If such a discussion just blows your mind, well, I’m not surprised. We’re all taught to think the other way—to plan the ideal production first, and then raise money to meet the budget. We get committed to our “artistic vision,” and what constitutes a valid production. Which is how staffs at regional nonprofits grow, and fundraising is a continuous process.

Using the appetite approach isn’t easy, but it is more likely to lead to sustainability, which is the goal.

The 6-Week Season

Let's go further and consider how the appetite approach to production budgeting might be adapted to scheduling a season. 

The Norm

The usual way that theaters (or university theater departments) schedule a season is pretty straightforward:

  1. There are a certain number of “slots” in a season with a set number of performances for each slot.
  2. Each production is rehearsed over a set number of weeks.
  3. Each production runs for a pre-determined number of performances.
  4. When you figure out which plays go in each slot and in what order they will be performed, you:
    • write up a press release announcing the season, and
    • create a brochure that can be used to sell season tickets in advance.

Rinse and repeat.

Sound familiar?

Spinning the 6-week structure

“Allow me to entertain a challenging idea for a moment just to spin it around and see it from another side.”
                                                                 --David Heinemeier-Hanssen, co-founder of #7 Signals

I love David’s image of spinning ideas around to see them from another side, and for me, spinning ideas from outside of theater generates the most glee. (I was going to say it gives me the most pleasure, but glee is really the right word.

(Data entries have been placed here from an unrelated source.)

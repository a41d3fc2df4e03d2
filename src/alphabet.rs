use std::collections::HashSet;
use std::fmt;
use std::str::FromStr;
use std::sync::LazyLock;

use crate::errors::PuzzleError;

// Character-set constants
pub(crate) const RUSSIAN_LETTERS: &str = "абвгдеёжзийклмнопрстуфхцчшщъыьэюя";
pub(crate) const ENGLISH_LETTERS: &str = "abcdefghijklmnopqrstuvwxyz";
pub(crate) const ROMAN_NUMERAL_LETTERS: &str = "ivxlcdm";

static RUSSIAN_SET: LazyLock<HashSet<char>> = LazyLock::new(|| RUSSIAN_LETTERS.chars().collect());
static ENGLISH_SET: LazyLock<HashSet<char>> = LazyLock::new(|| ENGLISH_LETTERS.chars().collect());
static ROMAN_SET: LazyLock<HashSet<char>> = LazyLock::new(|| ROMAN_NUMERAL_LETTERS.chars().collect());

/// The language of a corpus. It fixes the alphabet words are drawn from.
#[derive(Debug, Clone, Copy, PartialEq, Eq, Hash, Default)]
pub enum Language {
    #[default]
    Russian,
    English,
}

impl Language {
    /// All letters of this language's alphabet, in alphabet order.
    #[must_use]
    pub fn letters(self) -> &'static str {
        match self {
            Language::Russian => RUSSIAN_LETTERS,
            Language::English => ENGLISH_LETTERS,
        }
    }

    /// Is `c` a (lowercase) letter of this alphabet?
    #[must_use]
    pub fn contains(self, c: char) -> bool {
        match self {
            Language::Russian => RUSSIAN_SET.contains(&c),
            Language::English => ENGLISH_SET.contains(&c),
        }
    }

    /// Suffix of the corpus files holding this language's word lists.
    #[must_use]
    pub fn file_suffix(self) -> &'static str {
        match self {
            Language::Russian => "russian",
            Language::English => "english",
        }
    }
}

impl fmt::Display for Language {
    fn fmt(&self, f: &mut fmt::Formatter<'_>) -> fmt::Result {
        f.write_str(self.file_suffix())
    }
}

impl FromStr for Language {
    type Err = PuzzleError;

    fn from_str(s: &str) -> Result<Self, Self::Err> {
        match s.trim().to_lowercase().as_str() {
            "russian" | "ru" => Ok(Language::Russian),
            "english" | "en" => Ok(Language::English),
            _ => Err(PuzzleError::UnknownLanguage { name: s.to_string() }),
        }
    }
}

/// Lowercase `phrase` and keep only letters of `language`'s alphabet.
///
/// # Errors
///
/// Returns [`PuzzleError::NoAlphabetLetters`] if nothing is left.
pub fn normalize_phrase(phrase: &str, language: Language) -> Result<String, PuzzleError> {
    let letters: String = phrase
        .to_lowercase()
        .chars()
        .filter(|&c| language.contains(c))
        .collect();

    if letters.is_empty() {
        return Err(PuzzleError::NoAlphabetLetters {
            input: phrase.to_string(),
            language: language.to_string(),
        });
    }
    Ok(letters)
}

pub(crate) trait LexChar {
    fn is_roman_numeral(&self) -> bool;
}

impl LexChar for char {
    fn is_roman_numeral(&self) -> bool {
        ROMAN_SET.contains(self)
    }
}
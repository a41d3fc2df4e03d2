//! Word squares: `L` words of length `L` stacked so that column `i` spells row `i`.
//!
//! ```text
//! b i t
//! i c e
//! t e n
//! ```
//!
//! Rows are placed top to bottom. When row `k` is chosen, rows `0..k` have
//! already fixed its first `k` letters (the transpose constraint), so only
//! words starting with `rows[0][k]` are ever expanded and the rest is checked
//! letter by letter. A candidate is also dropped when some later column could
//! no longer be completed into a dictionary word.

use std::collections::{HashMap, HashSet};

use log::info;

use crate::corpus::{Corpus, PartOfSpeech};
use crate::engine::{search, SearchLimits, SearchOutcome, SearchProblem};
use crate::errors::PuzzleError;
use crate::partition::{by_length, by_position_letter, Position};

/// Smallest side a square may have.
pub const MIN_SIDE: usize = 2;
/// Largest side a square may have.
pub const MAX_SIDE: usize = 12;

#[derive(Debug, Clone, PartialEq, Eq)]
pub struct SquareParams {
    /// Number of rows, columns and letters per word.
    pub side: usize,
    /// Also require both diagonals to be dictionary words (read either way).
    pub full_magic: bool,
    pub part_of_speech: PartOfSpeech,
}

impl Default for SquareParams {
    fn default() -> Self {
        Self {
            side: 5,
            full_magic: false,
            part_of_speech: PartOfSpeech::Noun,
        }
    }
}

struct SquareProblem<'a> {
    side: usize,
    words: Vec<&'a str>,
    letters: Vec<Vec<char>>,
    // indices of the words starting with a given letter
    by_first: HashMap<char, Vec<usize>>,
    prefixes: HashSet<Vec<char>>,
    lexicon: HashSet<Vec<char>>,
    full_magic: bool,
}

impl<'a> SquareProblem<'a> {
    fn new(words: Vec<&'a str>, side: usize, full_magic: bool) -> Self {
        let letters: Vec<Vec<char>> = words.iter().map(|w| w.chars().collect()).collect();
        let position: HashMap<&str, usize> =
            words.iter().enumerate().map(|(i, &w)| (w, i)).collect();
        let by_first: HashMap<char, Vec<usize>> = by_position_letter(words.iter().copied(), Position::FromStart(0))
            .into_iter()
            .map(|(c, group)| (c, group.into_iter().map(|w| position[w]).collect()))
            .collect();
        let prefixes: HashSet<Vec<char>> = letters
            .iter()
            .flat_map(|w| (1..side).map(move |n| w[..n].to_vec()))
            .collect();
        let lexicon: HashSet<Vec<char>> = letters.iter().cloned().collect();
        Self { side, words, letters, by_first, prefixes, lexicon, full_magic }
    }

    fn is_word_either_way(&self, mut line: Vec<char>) -> bool {
        if self.lexicon.contains(&line) {
            return true;
        }
        line.reverse();
        self.lexicon.contains(&line)
    }

    fn diagonals_are_words(&self, rows: &[usize]) -> bool {
        let n = self.side;
        let main = (0..n).map(|i| self.letters[rows[i]][i]).collect();
        let anti = (0..n).map(|i| self.letters[rows[i]][n - 1 - i]).collect();
        self.is_word_either_way(main) && self.is_word_either_way(anti)
    }
}

impl SearchProblem for SquareProblem<'_> {
    type Partial = Vec<usize>;
    type Candidate = usize;
    type Solution = Vec<String>;

    fn expand<'s>(&'s self, rows: &'s Vec<usize>) -> Box<dyn Iterator<Item = usize> + 's> {
        let k = rows.len();
        match rows.first() {
            _ if k >= self.side => Box::new(std::iter::empty()),
            None => Box::new(0..self.words.len()),
            Some(&top) => match self.by_first.get(&self.letters[top][k]) {
                Some(group) => Box::new(group.iter().copied()),
                None => Box::new(std::iter::empty()),
            },
        }
    }

    fn prune(&self, rows: &Vec<usize>, &candidate: &usize) -> bool {
        let k = rows.len();
        let cand = &self.letters[candidate];
        // transpose: letter r of the new row equals letter k of row r
        if rows.iter().enumerate().any(|(r, &row)| cand[r] != self.letters[row][k]) {
            return true;
        }
        // every later column must still be the start of some word
        (k + 1..self.side).any(|j| {
            let mut column: Vec<char> = rows.iter().map(|&row| self.letters[row][j]).collect();
            column.push(cand[j]);
            !self.prefixes.contains(&column)
        })
    }

    fn extend(&self, rows: &Vec<usize>, candidate: usize) -> Vec<usize> {
        let mut next = rows.clone();
        next.push(candidate);
        next
    }

    fn accept(&self, rows: &Vec<usize>, _can_grow: bool) -> bool {
        if rows.len() != self.side {
            return false;
        }
        let distinct: HashSet<usize> = rows.iter().copied().collect();
        distinct.len() == rows.len() && (!self.full_magic || self.diagonals_are_words(rows))
    }

    fn solution(&self, rows: &Vec<usize>) -> Vec<String> {
        rows.iter().map(|&i| self.words[i].to_string()).collect()
    }
}

/// Find every word square of side `params.side`, rows listed top to bottom.
///
/// Squares that repeat a row are not reported.
///
/// # Errors
///
/// [`PuzzleError::ParameterOutOfRange`] if the side is outside `2..=12`.
pub fn find_squares(
    corpus: &Corpus,
    params: &SquareParams,
    limits: &SearchLimits,
) -> Result<SearchOutcome<Vec<String>>, PuzzleError> {
    PuzzleError::check_range("side", params.side, MIN_SIDE, MAX_SIDE)?;

    let buckets = by_length(
        corpus.words(params.part_of_speech).iter().map(String::as_str),
        params.side,
        params.side,
    );
    let mut seen = HashSet::new();
    let words: Vec<&str> = buckets
        .bucket(params.side)
        .iter()
        .copied()
        .filter(|w| seen.insert(*w))
        .collect();
    info!("squares of side {}: {} candidate words", params.side, words.len());

    let problem = SquareProblem::new(words, params.side, params.full_magic);
    let outcome = search(&problem, [Vec::new()], limits);
    info!("found {} squares ({:?})", outcome.len(), outcome.status);
    Ok(outcome)
}
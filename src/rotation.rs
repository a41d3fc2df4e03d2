//! Spinning words: nouns whose cyclic rotations are nouns too.
//!
//! ```text
//! ельник, никель
//! казна, наказ
//! насос, сосна
//! ```

use std::collections::BTreeSet;

use log::info;

use crate::corpus::{Corpus, PartOfSpeech};
use crate::errors::PuzzleError;
use crate::partition::by_length;

/// Longest word considered.
pub const MAX_WORD_LEN: usize = 32;

#[derive(Debug, Clone, PartialEq, Eq)]
pub struct RotationParams {
    pub part_of_speech: PartOfSpeech,
    pub min_len: usize,
    pub max_len: usize,
}

impl Default for RotationParams {
    fn default() -> Self {
        Self { part_of_speech: PartOfSpeech::Noun, min_len: 4, max_len: 7 }
    }
}

/// The proper rotations of `word`: first letter moved to the back, once, twice, ...
fn rotations(word: &str) -> impl Iterator<Item = String> {
    let chars: Vec<char> = word.chars().collect();
    (1..chars.len()).map(move |k| chars[k..].iter().chain(&chars[..k]).collect())
}

/// Every group of two or more distinct words that are rotations of each other.
///
/// Each group is sorted, and groups come out in lexicographic order.
///
/// # Errors
///
/// [`PuzzleError::ParameterOutOfRange`] for inconsistent length bounds.
pub fn find_rotation_groups(corpus: &Corpus, params: &RotationParams) -> Result<Vec<Vec<String>>, PuzzleError> {
    PuzzleError::check_range("max_len", params.max_len, 2, MAX_WORD_LEN)?;
    PuzzleError::check_range("min_len", params.min_len, 2, params.max_len)?;

    let buckets = by_length(
        corpus.words(params.part_of_speech).iter().map(String::as_str),
        params.min_len,
        params.max_len,
    );

    let mut groups: BTreeSet<Vec<&str>> = BTreeSet::new();
    for len in buckets.lengths() {
        for &word in buckets.bucket(len) {
            let mut group: Vec<&str> = rotations(word).filter_map(|r| buckets.get(&r)).collect();
            group.push(word);
            group.sort_unstable();
            group.dedup();
            if group.len() > 1 {
                groups.insert(group);
            }
        }
    }
    info!("found {} rotation groups", groups.len());
    Ok(groups
        .into_iter()
        .map(|group| group.into_iter().map(str::to_string).collect())
        .collect())
}
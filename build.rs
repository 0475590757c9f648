use std::env;
use std::fs::File;
use std::io::Write;
use std::path::PathBuf;

fn main() {
    // Put the linker script somewhere the linker can find it
    let out = &PathBuf::from(env::var_os("OUT_DIR").unwrap());
    File::create(out.join("memory.x"))
        .unwrap()
        .write_all(include_bytes!("memory.x"))
        .unwrap();
    println!("cargo:rustc-link-search={}", out.display());

    println!("cargo:rerun-if-changed=memory.x");
}
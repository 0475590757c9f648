//! Augmented STM32F1 operations.
//!
//! This is a set of extensions and workarounds for the `stm32f1` crate,
//! covering the HSI-to-PLL clock switch-over that bare register access
//! makes tedious to get right: bus dividers and flash wait states have to be
//! set before the frequency rises, and the crystal and PLL each need to be
//! waited on before anything downstream can rely on them.

use stm32f1::stm32f103 as device;

macro_rules! block_while {
    ($condition:expr) => {
        while $condition {}
    };
}

macro_rules! block_until {
    ($condition:expr) => {
        block_while!(!$condition)
    };
}

/// Clock tree configuration: 8 MHz HSE crystal, PLL x9, giving the 72 MHz
/// system clock (and CK_INT figure) that the emulator and driver timing
/// constants in this crate assume throughout.
pub struct ClockConfig {
    pub pll_mul: device::rcc::cfgr::PLLMULW,
    pub ahb_divisor: device::rcc::cfgr::HPREW,
    pub apb1_divisor: device::rcc::cfgr::PPRE1W,
    pub apb2_divisor: device::rcc::cfgr::PPRE2W,
    pub flash_latency: device::flash::acr::LATENCYW,
}

/// The clock configuration used by this firmware: 8 MHz HSE * 9 = 72 MHz
/// SYSCLK, APB1 limited to 36 MHz (its maximum), APB2 and AHB left at 72 MHz.
pub const SYSTEM_CLOCK_CONFIG: ClockConfig = ClockConfig {
    pll_mul: device::rcc::cfgr::PLLMULW::Mul9,
    ahb_divisor: device::rcc::cfgr::HPREW::Div1,
    apb1_divisor: device::rcc::cfgr::PPRE1W::Div2,
    apb2_divisor: device::rcc::cfgr::PPRE2W::Div1,
    flash_latency: device::flash::acr::LATENCYW::TwoStates,
};

/// Frequency of the clock ultimately fed to the APB1 peripheral timers
/// (TIM2/TIM3) once `configure_clocks` has run with `SYSTEM_CLOCK_CONFIG`.
///
/// On the F1, when the APB1 prescaler is not 1, the timer clock is doubled
/// relative to the APB1 peripheral clock, which is how a /2 APB1 divisor
/// still yields the 72 MHz CK_INT this firmware's timer constants assume.
pub const TIM_CK_INT_HZ: u32 = 72_000_000;

/// Applies `cfg` to `rcc` and `flash`, switching the system clock from the
/// power-on HSI default to the HSE-driven PLL.
///
/// The algorithm mirrors the VGA driver's `configure_clocks`: apply bus
/// dividers before raising frequency, bring up the crystal and PLL, then
/// switch SYSCLK over only once the PLL is locked.
pub fn configure_clocks(
    rcc: &device::RCC,
    flash: &device::FLASH,
    cfg: &ClockConfig,
) {
    // Two wait states are required above 48 MHz at 3.3V (RM0008 Table 6).
    flash
        .acr
        .modify(|_, w| w.latency().variant(cfg.flash_latency));

    // Apply bus divisors before boosting the system clock frequency.
    rcc.cfgr.modify(|_, w| {
        w.hpre()
            .variant(cfg.ahb_divisor)
            .ppre1()
            .variant(cfg.apb1_divisor)
            .ppre2()
            .variant(cfg.apb2_divisor)
    });

    // Switch on the crystal oscillator and wait for it to stabilize.
    rcc.cr.modify(|_, w| w.hseon().set_bit());
    block_until! { rcc.cr.read().hserdy().bit() }

    // Configure and enable the PLL, sourced from HSE (not HSE/2).
    rcc.cfgr
        .modify(|_, w| w.pllsrc().set_bit().pllmul().variant(cfg.pll_mul));
    rcc.cr.modify(|_, w| w.pllon().set_bit());
    block_until! { rcc.cr.read().pllrdy().bit() }

    // Select the PLL as the system clock source.
    rcc.cfgr
        .modify(|_, w| w.sw().pll());
    block_until! { rcc.cfgr.read().sws().is_pll() }
}
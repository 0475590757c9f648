//! Type-level representation of execution context.
//!
//! These are zero-sized tokens. The top-level glue hands an `Isr` token to
//! the three interrupt handlers and a `Thread` token to the foreground loop;
//! APIs that are only safe to call from one context or the other require the
//! matching token as a parameter, turning the concurrency contract in the
//! design notes ("only from ISR", "only from foreground") into something the
//! type checker enforces rather than a comment.

use core::marker::PhantomData;

// Marker type used to cause things to stop being Sync/Send.
type NotSyncOrSend = PhantomData<*mut ()>;

/// Proof that the caller is executing inside an interrupt handler.
#[derive(Copy, Clone)]
pub struct Isr(NotSyncOrSend);

/// Proof that the caller is executing in thread (foreground) mode, outside
/// any interrupt handler.
#[derive(Copy, Clone)]
pub struct Thread(NotSyncOrSend);

impl Isr {
    /// # Safety
    /// Caller must actually be running in interrupt context.
    pub unsafe fn new() -> Self {
        Isr(PhantomData)
    }
}

impl Thread {
    /// # Safety
    /// Caller must actually be running in thread mode.
    pub unsafe fn new() -> Self {
        Thread(PhantomData)
    }

    /// Returns a `Thread` token only if called from thread priority, by
    /// inspecting the active exception number in `ICSR`.
    #[cfg(target_os = "none")]
    pub fn new_checked() -> Option<Self> {
        // Safety: reads of the ICSR are always safe.
        let icsr = unsafe { &*cortex_m::peripheral::SCB::PTR }.icsr.read();
        if icsr & 0xFF == 0 {
            Some(unsafe { Self::new() })
        } else {
            None
        }
    }
}
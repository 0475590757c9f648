//! Utility code; candidates for factoring out.

cfg_if::cfg_if! {
    if #[cfg(target_os = "none")] {
        pub mod armv7m;
        pub mod stm32;
    }
}

pub mod spin_lock;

In my head, I’m sometimes squealing with delight as ideas appear. But that’s just me.)

A couple foundational ideas at 37 Signals:

  1. There are “small batch” and “large batch” projects. Large batch projects are those in which the appetite requires that the entire six weeks be given to finishing it; small batch projects are projects in which there is for a shorter time frame, say, two weeks or three weeks. Whatever. So one team might be assigned a large batch project, and another team might get two 3-week small batch projects.
  2. You don’t plan beyond the 6-week cycle. In other words, you’re not “an thenning” — “the first six weeks we’ll do X, and then the next 6 weeks we’ll do Y, and then…” Why not plan out the entire season in advance? Because it allows the company to respond quickly to new circumstances, new ideas, new developments. It makes the company more nimble.

Let's Spin These Ideas

Small Batch and Large Batch

Have you ever wondered why every play, no matter how long or short, no matter how simple or complex, almost always is given about the same number of weeks to be built and rehearsed? I once made the mistake of directing two plays simultaneously, Sondheim’s massive Into the Woods and Cormac McCarthy’s two-actor, one-set 70-minute The Sunset Limited. Each play had the same rehearsal schedule.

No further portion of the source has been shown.